> WHAT IS NEEDED:
What lines below contain the word "items"? Please pull each one out.

> RECORDS:
//! Graph Services
//!
//! The three operations over codex trees:
//!
//! - [`GraphExploder`] - split matching children into standalone files,
//!   replacing them with include stubs
//! - [`GraphImploder`] - resolve include stubs back into a merged tree
//! - [`IndexResolver`] - compose per-folder index documents into one
//!   navigable tree
//!
//! Batch item processing is best-effort throughout: a failure on one item
//! is recorded and processing continues with the next; only structural
//! failures on the root document abort an operation.

pub mod error;
pub mod exploder;
pub mod imploder;
pub mod index_resolver;

pub use error::EngineError;
pub use exploder::{ExplodeOptions, ExplodeResult, GraphExploder};
pub use imploder::{ImplodeOptions, ImplodeResult, GraphImploder};
pub use index_resolver::{IndexResolver, ResolvedIndex};

/// Outcome of a best-effort fold over batch items.
///
/// Failures keep the original item alongside the rendered error so callers
/// can put unprocessed items back where they came from.
#[derive(Debug)]
pub struct BatchOutcome<S, I> {
    pub successes: Vec<S>,
    pub failures: Vec<(I, String)>,
}

impl<S, I> Default for BatchOutcome<S, I> {
    fn default() -> Self {
        Self {
            successes: Vec::new(),
            failures: Vec::new(),
        }
    }
}

impl<S, I> BatchOutcome<S, I> {
    /// Rendered error messages for the result's `errors` list
    pub fn error_messages(&self) -> Vec<String> {
        self.failures.iter().map(|(_, msg)| msg.clone()).collect()
    }
}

> SOLUTION:
/// Outcome of a best-effort fold over batch items.
/// can put unprocessed items back where they came from.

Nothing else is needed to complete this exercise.